9) “Me and Orson Welles” (2009)
Linklater’s ode to the stage came and went faster than any movie he has released in his 25 year career. This despite solid reviews and an incredible performance by Christian McKay as a rambunctious, youthful, Orson Welles trying to prove his worth by staging a play of “Julius Cesar”. The film takes place in 1937 New York and the attention to detail is beautifully rendered as Linklater gives us something he’s never given us before: a period piece.
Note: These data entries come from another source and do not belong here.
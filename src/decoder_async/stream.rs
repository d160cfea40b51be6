// Special thanks to Alice for the help: https://users.rust-lang.org/t/63019/6
use crate::decoder::stream::ByteOrder;
use std::io::{Result, SeekFrom};
use std::pin::Pin;

use futures::{
    future::BoxFuture,
    io::{AsyncRead, AsyncReadExt, AsyncSeek, AsyncSeekExt, BufReader},
    Future,
};

// pub struct RangedStreamer {
//     pos: u64,
//     length: u64, // total size
//     state: State,
//     range_get: F,
//     min_request_size: usize, // requests have at least this size
// }

// enum State {
//     HasChunk(SeekOutput),
//     Seeking(BoxFuture<'static, std::io::Result<SeekOutput>>),
// }

// pub struct SeekOutput {
//     pub start: u64,
//     pub data: Vec<u8>,
// }

// pub type F = std::sync::Arc<
//     dyn Fn(u64, usize) -> BoxFuture<'static, std::io::Result<SeekOutput>> + Send + Sync,
// >;

// impl RangedStreamer {
//     pub fn new(length: usize, min_request_size: usize, range_get: F) -> Self {
//         let length = length as u64;
//         Self {
//             pos: 0,
//             length,
//             state: State::HasChunk(SeekOutput {
//                 start: 0,
//                 data: vec![],
//             }),
//             range_get,
//             min_request_size,
//         }
//     }
// }

// // whether `test_interval` is inside `a` (start, length).
// async fn range_includes(a: (usize, usize), test_interval: (usize, usize)) -> bool {
//     if test_interval.0 < a.0 {
//         return false;
//     }
//     let test_end = test_interval.0 + test_interval.1;
//     let a_end = a.0 + a.1;
//     if test_end > a_end {
//         return false;
//     }
//     true
// }

// impl AsyncRead for RangedStreamer {
//     fn poll_read(
//         mut self: std::pin::Pin<&mut Self>,
//         cx: &mut std::task::Context<'_>,
//         buf: &mut [u8],
//     ) -> std::task::Poll<Result<usize>> {
//         let requested_range = (self.pos as usize, buf.len());
//         let min_request_size = self.min_request_size;
//         match &mut self.state {
//             State::HasChunk(output) => {
//                 let existing_range = (output.start as usize, output.data.len());
//                 if range_includes(existing_range, requested_range) {
//                     let offset = requested_range.0 - existing_range.0;
//                     buf.copy_from_slice(&output.data[offset..offset + buf.len()]);
//                     self.pos += buf.len() as u64;
//                     std::task::Poll::Ready(Ok(buf.len()))
//                 } else {
//                     let start = requested_range.0 as u64;
//                     let length = std::cmp::max(min_request_size, requested_range.1);
//                     let future = (self.range_get)(start, length);
//                     self.state = State::Seeking(Box::pin(future));
//                     self.poll_read(cx, buf)
//                 }
//             }
//             State::Seeking(ref mut future) => match Pin::new(future).poll(cx) {
//                 std::task::Poll::Ready(v) => {
//                     match v {
//                         Ok(output) => self.state = State::HasChunk(output),
//                         Err(e) => return std::task::Poll::Ready(Err(e)),
//                     };
//                     self.poll_read(cx, buf)
//                 }
//                 std::task::Poll::Pending => std::task::Poll::Pending,
//             },
//         }
//     }
// }

// impl AsyncSeek for RangedStreamer {
//     fn poll_seek(
//         mut self: std::pin::Pin<&mut Self>,
//         _: &mut std::task::Context<'_>,
//         pos: std::io::SeekFrom,
//     ) -> std::task::Poll<Result<u64>> {
//         match pos {
//             SeekFrom::Start(pos) => self.pos = pos,
//             SeekFrom::End(pos) => self.pos = (self.length as i64 + pos) as u64,
//             SeekFrom::Current(pos) => self.pos = (self.pos as i64 + pos) as u64,
//         };
//         std::task::Poll::Ready(Ok(self.pos))
//     }
// }

// pub type DeflateReader<R> = flate2::read::ZlibDecoder<R>;

// ///
// /// ## LZW Reader
// ///

// /// Reader that decompresses LZW streams
// pub struct LZWReader<R: AsyncRead> {
//     reader: BufReader<Take<R>>,
//     decoder: weezl::decode::Decoder,
// }

// impl<R: Read> LZWReader<R> {
//     /// Wraps a reader
//     pub fn new(reader: R, compressed_length: usize) -> LZWReader<R> {
//         Self {
//             reader: BufReader::with_capacity(
//                 (32 * 1024).min(compressed_length),
//                 reader.take(u64::try_from(compressed_length).unwrap()),
//             ),
//             decoder: weezl::decode::Decoder::with_tiff_size_switch(weezl::BitOrder::Msb, 8),
//         }
//     }
// }

// impl<R: Read> Read for LZWReader<R> {
//     fn read(&mut self, buf: &mut [u8]) -> io::Result<usize> {
//         loop {
//             let result = self.decoder.decode_bytes(self.reader.fill_buf()?, buf);
//             self.reader.consume(result.consumed_in);

//             match result.status {
//                 Ok(weezl::LzwStatus::Ok) => {
//                     if result.consumed_out == 0 {
//                         continue;
//                     } else {
//                         return Ok(result.consumed_out);
//                     }
//                 }
//                 Ok(weezl::LzwStatus::NoProgress) => {
//                     assert_eq!(result.consumed_in, 0);
//                     assert_eq!(result.consumed_out, 0);
//                     assert!(self.reader.buffer().is_empty());
//                     return Err(io::Error::new(
//                         io::ErrorKind::UnexpectedEof,
//                         "no lzw end code found",
//                     ));
//                 }
//                 Ok(weezl::LzwStatus::Done) => {
//                     return Ok(result.consumed_out);
//                 }
//                 Err(err) => return Err(io::Error::new(io::ErrorKind::InvalidData, err)),
//             }
//         }
//     }
// }

pub struct AsyncSmartReader<R: AsyncRead + AsyncSeek + Unpin> {
    reader: R,
    pub byte_order: ByteOrder,
}

impl<R: AsyncRead + AsyncSeek + Unpin> AsyncSmartReader<R> {
    pub async fn goto_offset(&mut self, offset: u64) -> Result<()> {
        self.reader.seek(SeekFrom::Start(offset)).await.map(|_| ())
    }

    pub fn wrap(reader: R, byte_order: ByteOrder) -> Self {
        AsyncSmartReader { reader, byte_order }
    }
}

impl<R: AsyncRead + AsyncSeek + Unpin> AsyncRead for AsyncSmartReader<R> {
    fn poll_read(
        self: Pin<&mut Self>,
        cx: &mut std::task::Context<'_>,
        buf: &mut [u8],
    ) -> std::task::Poll<Result<usize>> {
        let pinned = std::pin::Pin::new(&mut self.get_mut().reader);
        pinned.poll_read(cx, buf)
    }
}

impl<R: AsyncRead + AsyncSeek + Unpin> AsyncSeek for AsyncSmartReader<R> {
    fn poll_seek(
        self: Pin<&mut Self>,
        cx: &mut std::task::Context<'_>,
        pos: SeekFrom,
    ) -> std::task::Poll<Result<u64>> {
        let pinned = std::pin::Pin::new(&mut self.get_mut().reader);
        pinned.poll_seek(cx, pos)
    }
}

impl<R: AsyncRead + AsyncSeek + Unpin> AsyncSmartReader<R> {
    /// Byte order that should be adhered to
    pub fn byte_order(&self) -> ByteOrder {
        self.byte_order
    }

    /// Reads an u16
    #[inline(always)]
    pub async fn read_u16(&mut self) -> Result<u16> {
        let mut n = [0u8; 2];
        self.read_exact(&mut n).await?;
        Ok(match self.byte_order() {
            ByteOrder::LittleEndian => u16::from_le_bytes(n),
            ByteOrder::BigEndian => u16::from_be_bytes(n),
        })
    }

    /// Reads an i8
    #[inline(always)]
    pub async fn read_i8(&mut self) -> Result<i8> {
        let mut n = [0u8; 1];
        self.read_exact(&mut n).await?;
        Ok(match self.byte_order() {
            ByteOrder::LittleEndian => i8::from_le_bytes(n),
            ByteOrder::BigEndian => i8::from_be_bytes(n),
        })
    }

    /// Reads an i16
    #[inline(always)]
    pub async fn read_i16(&mut self) -> Result<i16> {
        let mut n = [0u8; 2];
        self.read_exact(&mut n).await?;
        Ok(match self.byte_order() {
            ByteOrder::LittleEndian => i16::from_le_bytes(n),
            ByteOrder::BigEndian => i16::from_be_bytes(n),
        })
    }

    /// Reads an u32
    #[inline(always)]
    pub async fn read_u32(&mut self) -> Result<u32> {
        let mut n = [0u8; 4];
        self.read_exact(&mut n).await?;
        Ok(match self.byte_order() {
            ByteOrder::LittleEndian => u32::from_le_bytes(n),
            ByteOrder::BigEndian => u32::from_be_bytes(n),
        })
    }

    /// Reads an i32
    #[inline(always)]
    pub async fn read_i32(&mut self) -> Result<i32> {
        let mut n = [0u8; 4];
        self.read_exact(&mut n).await?;
        Ok(match self.byte_order() {
            ByteOrder::LittleEndian => i32::from_le_bytes(n),
            ByteOrder::BigEndian => i32::from_be_bytes(n),
        })
    }

    /// Reads an u64
    #[inline(always)]
    pub async fn read_u64(&mut self) -> Result<u64> {
        let mut n = [0u8; 8];
        self.read_exact(&mut n).await?;
        Ok(match self.byte_order() {
            ByteOrder::LittleEndian => u64::from_le_bytes(n),
            ByteOrder::BigEndian => u64::from_be_bytes(n),
        })
    }

    /// Reads an i64
    #[inline(always)]
    pub async fn read_i64(&mut self) -> Result<i64> {
        let mut n = [0u8; 8];
        self.read_exact(&mut n).await?;
        Ok(match self.byte_order() {
            ByteOrder::LittleEndian => i64::from_le_bytes(n),
            ByteOrder::BigEndian => i64::from_be_bytes(n),
        })
    }

    /// Reads an f32
    #[inline(always)]
    pub async fn read_f32(&mut self) -> Result<f32> {
        let mut n = [0u8; 4];
        self.read_exact(&mut n).await?;
        Ok(f32::from_bits(match self.byte_order() {
            ByteOrder::LittleEndian => u32::from_le_bytes(n),
            ByteOrder::BigEndian => u32::from_be_bytes(n),
        }))
    }

    /// Reads an f64
    #[inline(always)]
    pub async fn read_f64(&mut self) -> Result<f64> {
        let mut n = [0u8; 8];
        self.read_exact(&mut n).await?;
        Ok(f64::from_bits(match self.byte_order() {
            ByteOrder::LittleEndian => u64::from_le_bytes(n),
            ByteOrder::BigEndian => u64::from_be_bytes(n),
        }))
    }
}
// /// Reader that is aware of the byte order.
// #[derive(Debug)]
// pub struct AsyncSmartReader<R>
// where
//     R: AsyncRead,
// {
//     reader: R,
//     pub byte_order: ByteOrder,
// }

// impl<R> AsyncSmartReader<R>
// where
//     R: AsyncRead,
// {
//     /// Wraps a reader
//     pub fn wrap(reader: R, byte_order: ByteOrder) -> AsyncSmartReader<R> {
//         AsyncSmartReader { reader, byte_order }
//     }
//     pub fn into_inner(self) -> R {
//         self.reader
//     }
// }
// impl<R: AsyncRead + AsyncSeek> AsyncSmartReader<R> {

//     #[inline(always)]
//     fn byte_order(&self) -> ByteOrder {
//         self.byte_order
//     }
// }

// impl<R: AsyncRead> AsyncSeek for AsyncSmartReader<R> {
//     fn poll_seek(
//                 self: Pin<&mut Self>,
//                 cx: &mut std::task::Context<'_>,
//                 pos: SeekFrom,
//             ) -> std::task::Poll<Result<u64>> {

//     }
// }
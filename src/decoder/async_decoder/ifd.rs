use futures::{AsyncRead, AsyncReadExt, AsyncSeek};

use crate::decoder::{
    Limits, stream::SmartReader,
    ifd::Value
};
use crate::{TiffResult, TiffError, tags::Type};
pub use crate::decoder::ifd::Entry;

use super::stream::AsyncEndianReader;

impl Entry {
    pub async fn async_val<R: AsyncRead + AsyncSeek + Unpin>(
        &self,
        limits: &Limits,
        bigtiff: bool,
        reader: &mut SmartReader<R>,
    ) -> TiffResult<Value> {
        let bo = reader.byte_order();
        if let Some(res) = self.val_if_in_offset(bigtiff, bo)? {
            return Ok(res);
        }

        // check if we exceed the limits and read required bytes into a buffer if everything is ok
        // This allows us to also create a cursor in async code
        let v_bytes = usize::try_from(self.value_bytes()?)?;
        if v_bytes > limits.decoding_buffer_size {
            return Err(TiffError::LimitsExceeded);
        }
        let mut buf = vec![0; v_bytes];
        reader.goto_offset_async(self.offset(bigtiff, bo)?).await?;
        reader.read_exact(&mut buf).await?;
        let mut r = SmartReader::wrap(std::io::Cursor::new(buf), bo);
        self.val_from_cursor(&mut r)
    }

    /// Reads a single value, treating the value field as an offset field
    pub async fn val_single_into_u64_async<R: AsyncRead + AsyncSeek + Unpin>(
        &self,
        index: u64,
        bigtiff: bool,
        reader: &mut SmartReader<R>
    ) -> TiffResult<u64> {
        reader.goto_offset_async(self.offset(bigtiff, reader.byte_order())? + index * self.tag_size()).await?;
        match self.type_ {
            Type::BYTE => {
                let mut buf = [0u8;1];
                reader.read_exact(&mut buf).await?;
                Ok(u64::from(buf[0]))
            }
            Type::SHORT => Ok(u64::from(reader.read_u16_async().await?)),
            Type::LONG => Ok(u64::from(reader.read_u32_async().await?)),
            Type::LONG8 => Ok(reader.read_u64_async().await?),
            Type::SBYTE => Ok(u64::try_from(reader.read_i8_async().await?)?),
            Type::SSHORT => Ok(u64::try_from(reader.read_i16_async().await?)?),
            Type::SLONG => Ok(u64::try_from(reader.read_i32_async().await?)?),
            Type::SLONG8 => Ok(u64::try_from(reader.read_i64_async().await?)?),
            _ => Err(TiffError::IntSizeError),
        }
    }
}use crate::decoder_async::stream::AsyncSmartReader;
use crate::tags::Type;
pub use crate::{
    decoder::{
        ifd::Value::{
            self, Ascii, Byte, Double, Float, Ifd, IfdBig, List, Rational, RationalBig, SRational,
            SRationalBig, Short, Signed, SignedBig, SignedByte, SignedShort, Unsigned, UnsignedBig,
        },
        stream::{ByteOrder, EndianReader, SmartReader},
    },
    tags::Tag,
};
use crate::{TiffError, TiffFormatError, TiffResult};

use futures::{future::BoxFuture, io::SeekFrom, AsyncRead, AsyncReadExt, AsyncSeek, FutureExt};
use std::{
    collections::HashMap,
    io::{Cursor, Read},
};

use super::RangeReader;

pub type Directory = HashMap<Tag, Entry>;

/// Extracts a list of BYTE tags stored in an offset
#[inline]
pub fn offset_to_bytes(n: usize, entry: &Entry) -> Value {
    List(
        entry.offset[0..n]
            .iter()
            .map(|&e| Unsigned(u32::from(e)))
            .collect(),
    )
}

/// Extracts a list of SBYTE tags stored in an offset
#[inline]
pub fn offset_to_sbytes(n: usize, entry: &Entry) -> Value {
    List(
        entry.offset[0..n]
            .iter()
            .map(|&e| Signed(i32::from(e as i8)))
            .collect(),
    )
}

#[derive(Clone, Copy)]
pub struct Entry {
    type_: Type,
    count: u64,
    offset: [u8; 8],
}

impl ::std::fmt::Debug for Entry {
    fn fmt(&self, fmt: &mut ::std::fmt::Formatter) -> Result<(), ::std::fmt::Error> {
        fmt.write_str(&format!(
            "Entry {{ type_: {:?}, count: {:?}, offset: {:?} }}",
            self.type_, self.count, &self.offset
        ))
    }
}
This is a pleasingly simple but satisfying dramedy that pays tribute to one of the giants of our time and works as a skid crowdpleaser for Linklater, in between all the thoughtful dialogue-driven works of art he seems to consistently deliver.
10) “Everybody Wants Some,” (2016)
”Everybody Wants Some” is actually a spiritual successor to “Dazed and Confused.” A relatively unknown cast which includes Will Brittain, Zoey Deutch, Ryan Anthony Guzman, Tyler Hoechlin, Blake Jenner, Glen Powell and Wyatt Russell make up the ensemble which is an ode to the ‘80's as ‘Dazed’ was an homage to the ‘70's. The plot, much like the best of Linklater, is rather loose and nonconforming to narrative convention. In 1980 Texas, a college freshman (Jenner) meets his new baseball teammates (Will Brittain, Ryan Guzman), most of which happen to be disco-dancing, skirt-chasing partyers. The film, released right before the term “male toxicity” would sneak into the mainstream post-#MeToo, was met with breezy delight by critics. In “Everybody Wants Some” Linklater doesn’t just want to have fun either, he ends his film on a bittersweet note of maturity - the party may be over but the song remains.